(Dataset excerpts)
┌──

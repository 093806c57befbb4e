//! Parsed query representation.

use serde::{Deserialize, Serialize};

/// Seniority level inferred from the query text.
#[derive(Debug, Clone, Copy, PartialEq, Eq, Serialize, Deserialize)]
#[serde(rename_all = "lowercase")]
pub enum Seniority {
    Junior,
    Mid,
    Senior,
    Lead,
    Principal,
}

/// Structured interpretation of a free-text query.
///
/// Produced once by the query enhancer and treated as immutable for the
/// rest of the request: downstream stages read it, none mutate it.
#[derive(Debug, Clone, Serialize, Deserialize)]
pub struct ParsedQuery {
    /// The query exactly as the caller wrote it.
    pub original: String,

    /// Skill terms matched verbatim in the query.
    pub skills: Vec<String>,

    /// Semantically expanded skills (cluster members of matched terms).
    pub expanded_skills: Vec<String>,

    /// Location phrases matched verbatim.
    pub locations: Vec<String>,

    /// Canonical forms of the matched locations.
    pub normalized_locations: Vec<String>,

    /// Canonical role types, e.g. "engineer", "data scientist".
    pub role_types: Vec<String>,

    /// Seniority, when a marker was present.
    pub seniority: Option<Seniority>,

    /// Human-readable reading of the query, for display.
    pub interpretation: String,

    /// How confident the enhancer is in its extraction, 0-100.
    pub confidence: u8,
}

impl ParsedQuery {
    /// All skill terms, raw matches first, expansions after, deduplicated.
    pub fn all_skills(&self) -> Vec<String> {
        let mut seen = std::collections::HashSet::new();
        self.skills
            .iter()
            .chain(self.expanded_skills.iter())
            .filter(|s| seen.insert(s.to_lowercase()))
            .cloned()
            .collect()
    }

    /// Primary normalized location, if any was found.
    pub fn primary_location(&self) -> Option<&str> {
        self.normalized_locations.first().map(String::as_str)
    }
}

└──
┌──

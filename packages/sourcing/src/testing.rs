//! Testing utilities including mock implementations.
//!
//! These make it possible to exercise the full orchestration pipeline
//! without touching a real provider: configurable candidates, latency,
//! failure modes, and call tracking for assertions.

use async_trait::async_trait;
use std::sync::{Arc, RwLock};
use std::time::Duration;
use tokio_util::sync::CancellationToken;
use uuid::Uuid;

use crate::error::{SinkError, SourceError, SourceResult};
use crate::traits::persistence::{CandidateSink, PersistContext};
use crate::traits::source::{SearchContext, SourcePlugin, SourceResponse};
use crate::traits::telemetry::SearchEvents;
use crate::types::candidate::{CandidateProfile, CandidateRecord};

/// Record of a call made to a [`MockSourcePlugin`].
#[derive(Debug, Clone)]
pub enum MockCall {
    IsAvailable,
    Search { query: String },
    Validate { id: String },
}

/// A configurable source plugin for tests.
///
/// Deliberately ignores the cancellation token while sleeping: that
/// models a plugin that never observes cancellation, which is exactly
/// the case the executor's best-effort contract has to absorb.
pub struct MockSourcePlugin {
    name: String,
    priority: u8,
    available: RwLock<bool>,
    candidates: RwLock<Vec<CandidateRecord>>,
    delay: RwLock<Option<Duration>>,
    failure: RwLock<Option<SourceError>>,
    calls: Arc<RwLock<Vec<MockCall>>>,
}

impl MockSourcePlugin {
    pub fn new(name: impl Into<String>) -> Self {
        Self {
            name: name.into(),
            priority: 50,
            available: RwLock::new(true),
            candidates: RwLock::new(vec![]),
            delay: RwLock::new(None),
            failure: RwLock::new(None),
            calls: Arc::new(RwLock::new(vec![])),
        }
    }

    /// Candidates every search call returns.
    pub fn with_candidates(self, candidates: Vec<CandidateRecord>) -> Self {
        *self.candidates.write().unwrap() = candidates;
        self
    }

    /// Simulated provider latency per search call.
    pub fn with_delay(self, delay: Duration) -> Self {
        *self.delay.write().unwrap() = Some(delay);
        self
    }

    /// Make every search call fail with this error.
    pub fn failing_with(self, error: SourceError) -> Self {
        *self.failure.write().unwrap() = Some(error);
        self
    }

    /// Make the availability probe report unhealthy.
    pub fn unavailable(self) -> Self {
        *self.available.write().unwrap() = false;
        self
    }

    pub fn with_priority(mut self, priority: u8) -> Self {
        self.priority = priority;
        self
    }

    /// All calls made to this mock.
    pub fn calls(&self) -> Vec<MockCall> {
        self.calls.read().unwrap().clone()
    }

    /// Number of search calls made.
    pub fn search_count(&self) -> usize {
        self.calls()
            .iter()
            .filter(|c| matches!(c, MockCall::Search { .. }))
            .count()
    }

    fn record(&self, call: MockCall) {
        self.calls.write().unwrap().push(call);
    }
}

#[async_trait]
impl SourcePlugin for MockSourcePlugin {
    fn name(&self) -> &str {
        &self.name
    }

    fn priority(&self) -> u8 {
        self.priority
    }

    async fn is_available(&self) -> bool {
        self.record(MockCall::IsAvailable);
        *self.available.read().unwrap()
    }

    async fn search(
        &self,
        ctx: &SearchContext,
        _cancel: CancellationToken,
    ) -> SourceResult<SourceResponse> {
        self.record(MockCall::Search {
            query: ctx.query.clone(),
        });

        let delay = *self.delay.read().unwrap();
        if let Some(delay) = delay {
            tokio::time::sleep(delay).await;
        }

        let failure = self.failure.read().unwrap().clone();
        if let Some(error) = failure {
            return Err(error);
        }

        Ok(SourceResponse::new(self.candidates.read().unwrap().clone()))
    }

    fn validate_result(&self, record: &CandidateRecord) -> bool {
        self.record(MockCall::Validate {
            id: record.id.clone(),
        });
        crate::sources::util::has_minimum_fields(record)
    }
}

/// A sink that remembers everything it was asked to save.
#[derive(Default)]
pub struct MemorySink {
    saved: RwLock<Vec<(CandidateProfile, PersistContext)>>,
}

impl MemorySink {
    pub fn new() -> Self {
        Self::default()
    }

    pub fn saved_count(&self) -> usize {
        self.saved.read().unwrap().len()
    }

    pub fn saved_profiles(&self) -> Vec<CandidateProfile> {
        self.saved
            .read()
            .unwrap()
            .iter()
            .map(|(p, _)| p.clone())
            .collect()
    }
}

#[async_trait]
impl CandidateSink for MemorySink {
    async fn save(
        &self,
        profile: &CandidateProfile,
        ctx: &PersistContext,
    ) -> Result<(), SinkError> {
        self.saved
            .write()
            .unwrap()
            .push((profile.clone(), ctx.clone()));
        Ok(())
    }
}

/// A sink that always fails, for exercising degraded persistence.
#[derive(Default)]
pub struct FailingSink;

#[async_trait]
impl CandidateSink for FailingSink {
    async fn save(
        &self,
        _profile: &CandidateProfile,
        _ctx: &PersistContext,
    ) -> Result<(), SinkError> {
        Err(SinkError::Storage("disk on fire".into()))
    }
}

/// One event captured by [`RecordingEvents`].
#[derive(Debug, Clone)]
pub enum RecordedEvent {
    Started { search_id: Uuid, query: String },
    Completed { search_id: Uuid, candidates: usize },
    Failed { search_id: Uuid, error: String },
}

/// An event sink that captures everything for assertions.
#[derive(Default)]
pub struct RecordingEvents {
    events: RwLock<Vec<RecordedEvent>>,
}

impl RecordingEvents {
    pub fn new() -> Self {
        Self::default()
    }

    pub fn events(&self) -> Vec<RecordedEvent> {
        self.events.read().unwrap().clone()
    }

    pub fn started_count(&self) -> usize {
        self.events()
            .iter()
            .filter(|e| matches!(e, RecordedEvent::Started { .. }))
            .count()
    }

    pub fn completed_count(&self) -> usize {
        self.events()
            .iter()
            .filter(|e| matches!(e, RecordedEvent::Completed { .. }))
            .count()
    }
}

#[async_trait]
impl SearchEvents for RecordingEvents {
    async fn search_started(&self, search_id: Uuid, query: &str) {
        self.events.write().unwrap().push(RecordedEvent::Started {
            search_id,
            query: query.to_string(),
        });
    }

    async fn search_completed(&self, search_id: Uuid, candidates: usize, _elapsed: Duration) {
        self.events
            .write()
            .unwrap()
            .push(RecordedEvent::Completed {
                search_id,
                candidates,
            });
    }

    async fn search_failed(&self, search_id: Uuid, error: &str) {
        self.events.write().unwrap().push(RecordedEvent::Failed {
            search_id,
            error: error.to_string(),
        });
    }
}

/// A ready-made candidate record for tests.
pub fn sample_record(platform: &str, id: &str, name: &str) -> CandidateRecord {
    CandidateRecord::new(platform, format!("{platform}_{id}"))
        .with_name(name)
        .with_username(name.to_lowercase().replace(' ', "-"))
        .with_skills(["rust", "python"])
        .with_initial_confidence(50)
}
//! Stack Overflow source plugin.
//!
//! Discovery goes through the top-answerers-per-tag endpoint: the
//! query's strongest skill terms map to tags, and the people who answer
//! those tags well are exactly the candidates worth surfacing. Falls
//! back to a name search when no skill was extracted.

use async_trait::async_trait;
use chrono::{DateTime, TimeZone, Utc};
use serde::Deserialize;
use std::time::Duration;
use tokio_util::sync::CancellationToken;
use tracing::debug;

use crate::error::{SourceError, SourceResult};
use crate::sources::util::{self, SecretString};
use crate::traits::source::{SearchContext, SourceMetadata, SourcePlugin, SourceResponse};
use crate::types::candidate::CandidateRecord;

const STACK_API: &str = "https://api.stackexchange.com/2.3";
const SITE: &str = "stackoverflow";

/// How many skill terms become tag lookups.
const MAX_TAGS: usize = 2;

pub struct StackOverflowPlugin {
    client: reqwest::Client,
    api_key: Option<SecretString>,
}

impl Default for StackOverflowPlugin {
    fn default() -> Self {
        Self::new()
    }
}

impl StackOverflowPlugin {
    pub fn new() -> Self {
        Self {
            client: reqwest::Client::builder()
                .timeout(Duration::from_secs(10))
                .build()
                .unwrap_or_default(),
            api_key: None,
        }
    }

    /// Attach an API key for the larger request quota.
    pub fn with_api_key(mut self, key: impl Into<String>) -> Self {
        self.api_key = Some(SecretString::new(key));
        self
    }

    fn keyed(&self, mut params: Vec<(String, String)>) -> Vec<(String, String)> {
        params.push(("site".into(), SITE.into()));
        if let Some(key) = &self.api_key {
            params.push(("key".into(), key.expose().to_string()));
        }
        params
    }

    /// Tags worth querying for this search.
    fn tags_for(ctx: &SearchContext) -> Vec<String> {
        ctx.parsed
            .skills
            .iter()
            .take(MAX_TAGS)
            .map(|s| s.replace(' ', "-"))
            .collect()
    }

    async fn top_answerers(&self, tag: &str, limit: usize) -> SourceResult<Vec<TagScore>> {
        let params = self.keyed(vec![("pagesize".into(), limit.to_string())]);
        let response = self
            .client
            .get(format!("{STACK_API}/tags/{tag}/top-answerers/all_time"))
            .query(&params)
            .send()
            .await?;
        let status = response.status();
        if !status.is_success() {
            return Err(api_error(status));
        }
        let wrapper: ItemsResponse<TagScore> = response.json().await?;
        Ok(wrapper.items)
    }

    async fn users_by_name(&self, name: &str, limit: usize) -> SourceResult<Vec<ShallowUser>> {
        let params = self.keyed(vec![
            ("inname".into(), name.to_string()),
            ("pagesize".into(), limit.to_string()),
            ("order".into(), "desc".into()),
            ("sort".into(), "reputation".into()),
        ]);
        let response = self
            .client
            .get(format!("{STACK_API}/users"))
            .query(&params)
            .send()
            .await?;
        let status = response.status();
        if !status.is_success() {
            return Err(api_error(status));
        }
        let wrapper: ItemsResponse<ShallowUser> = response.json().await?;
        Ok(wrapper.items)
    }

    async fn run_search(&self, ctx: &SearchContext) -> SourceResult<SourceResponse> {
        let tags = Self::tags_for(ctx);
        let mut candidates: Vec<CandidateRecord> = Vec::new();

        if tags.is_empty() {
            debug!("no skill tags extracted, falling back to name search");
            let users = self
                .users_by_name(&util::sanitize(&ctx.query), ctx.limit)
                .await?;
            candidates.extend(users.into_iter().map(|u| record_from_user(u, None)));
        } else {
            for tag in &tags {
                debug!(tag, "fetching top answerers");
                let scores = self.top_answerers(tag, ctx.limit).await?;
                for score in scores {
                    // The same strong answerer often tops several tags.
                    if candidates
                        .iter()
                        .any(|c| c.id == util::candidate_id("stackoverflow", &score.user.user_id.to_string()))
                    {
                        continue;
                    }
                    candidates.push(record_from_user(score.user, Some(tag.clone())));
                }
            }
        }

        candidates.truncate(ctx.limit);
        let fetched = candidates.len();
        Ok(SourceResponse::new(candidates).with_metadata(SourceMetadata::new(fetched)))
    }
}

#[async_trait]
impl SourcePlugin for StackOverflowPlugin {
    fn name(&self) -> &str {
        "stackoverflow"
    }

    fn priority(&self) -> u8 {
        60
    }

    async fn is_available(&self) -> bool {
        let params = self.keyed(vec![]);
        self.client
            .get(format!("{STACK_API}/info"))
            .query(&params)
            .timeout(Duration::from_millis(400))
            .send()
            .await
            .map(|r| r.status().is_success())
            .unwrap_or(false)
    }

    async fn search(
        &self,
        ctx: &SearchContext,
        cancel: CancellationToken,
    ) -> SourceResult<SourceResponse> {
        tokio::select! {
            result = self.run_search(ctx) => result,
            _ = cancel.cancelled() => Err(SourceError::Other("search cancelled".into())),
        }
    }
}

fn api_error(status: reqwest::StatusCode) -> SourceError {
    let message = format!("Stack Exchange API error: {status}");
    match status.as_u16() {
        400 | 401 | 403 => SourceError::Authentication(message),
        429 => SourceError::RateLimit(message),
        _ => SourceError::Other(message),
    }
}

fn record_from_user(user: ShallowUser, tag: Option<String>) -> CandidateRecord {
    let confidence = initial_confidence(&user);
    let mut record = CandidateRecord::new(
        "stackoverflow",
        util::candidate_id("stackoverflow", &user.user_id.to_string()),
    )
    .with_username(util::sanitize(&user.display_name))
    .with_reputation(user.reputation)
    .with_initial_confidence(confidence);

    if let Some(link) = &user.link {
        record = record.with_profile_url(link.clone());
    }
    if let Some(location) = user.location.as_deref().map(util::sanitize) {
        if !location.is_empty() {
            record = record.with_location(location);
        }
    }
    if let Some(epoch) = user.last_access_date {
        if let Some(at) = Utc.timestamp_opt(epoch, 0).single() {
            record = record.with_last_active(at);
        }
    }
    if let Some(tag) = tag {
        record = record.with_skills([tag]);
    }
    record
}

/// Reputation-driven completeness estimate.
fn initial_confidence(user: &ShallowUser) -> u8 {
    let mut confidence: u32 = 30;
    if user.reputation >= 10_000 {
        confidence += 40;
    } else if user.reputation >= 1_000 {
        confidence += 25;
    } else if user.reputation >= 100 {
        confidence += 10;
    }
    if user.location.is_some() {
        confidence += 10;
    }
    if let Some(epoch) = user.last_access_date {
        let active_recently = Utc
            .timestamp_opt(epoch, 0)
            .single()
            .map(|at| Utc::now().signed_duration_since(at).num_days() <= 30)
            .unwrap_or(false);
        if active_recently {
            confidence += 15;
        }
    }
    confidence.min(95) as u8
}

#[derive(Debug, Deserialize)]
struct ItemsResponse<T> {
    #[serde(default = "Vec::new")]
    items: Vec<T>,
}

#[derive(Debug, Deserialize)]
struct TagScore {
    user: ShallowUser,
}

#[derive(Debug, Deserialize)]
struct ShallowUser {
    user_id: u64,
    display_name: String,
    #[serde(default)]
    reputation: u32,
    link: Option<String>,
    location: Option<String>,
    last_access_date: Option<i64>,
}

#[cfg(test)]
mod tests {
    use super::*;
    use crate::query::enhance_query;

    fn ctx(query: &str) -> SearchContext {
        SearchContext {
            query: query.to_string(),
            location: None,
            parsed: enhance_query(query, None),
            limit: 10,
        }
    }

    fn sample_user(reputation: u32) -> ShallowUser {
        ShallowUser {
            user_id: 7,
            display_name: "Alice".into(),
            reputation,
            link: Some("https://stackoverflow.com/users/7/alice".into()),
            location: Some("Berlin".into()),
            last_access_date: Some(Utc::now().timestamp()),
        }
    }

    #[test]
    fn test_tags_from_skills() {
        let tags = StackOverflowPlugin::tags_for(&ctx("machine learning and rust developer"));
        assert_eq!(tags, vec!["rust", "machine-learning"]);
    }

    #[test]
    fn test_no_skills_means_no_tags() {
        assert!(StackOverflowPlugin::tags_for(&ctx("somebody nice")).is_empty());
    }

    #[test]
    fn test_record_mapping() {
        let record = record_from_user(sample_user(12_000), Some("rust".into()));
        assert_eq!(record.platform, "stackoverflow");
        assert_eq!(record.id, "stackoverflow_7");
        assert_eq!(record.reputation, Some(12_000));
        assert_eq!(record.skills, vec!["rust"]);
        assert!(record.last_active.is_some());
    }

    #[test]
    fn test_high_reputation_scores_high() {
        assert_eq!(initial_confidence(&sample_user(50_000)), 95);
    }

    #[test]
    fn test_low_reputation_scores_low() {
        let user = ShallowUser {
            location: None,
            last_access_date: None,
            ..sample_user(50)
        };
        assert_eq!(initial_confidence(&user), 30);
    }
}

└──

→ **ASSIGNED TASK**:
Of all the entries above, retype exactly the lines from the line with "repository 093806c57befbb4e" to the line with "pub struct ParsedQuery", both included, and no others.

→ **SOLUTION TO THIS TASK**:
repository 093806c57befbb4e
//! Parsed query representation.

use serde::{Deserialize, Serialize};

/// Seniority level inferred from the query text.
#[derive(Debug, Clone, Copy, PartialEq, Eq, Serialize, Deserialize)]
#[serde(rename_all = "lowercase")]
pub enum Seniority {
    Junior,
    Mid,
    Senior,
    Lead,
    Principal,
}

/// Structured interpretation of a free-text query.
///
/// Produced once by the query enhancer and treated as immutable for the
/// rest of the request: downstream stages read it, none mutate it.
#[derive(Debug, Clone, Serialize, Deserialize)]
pub struct ParsedQuery {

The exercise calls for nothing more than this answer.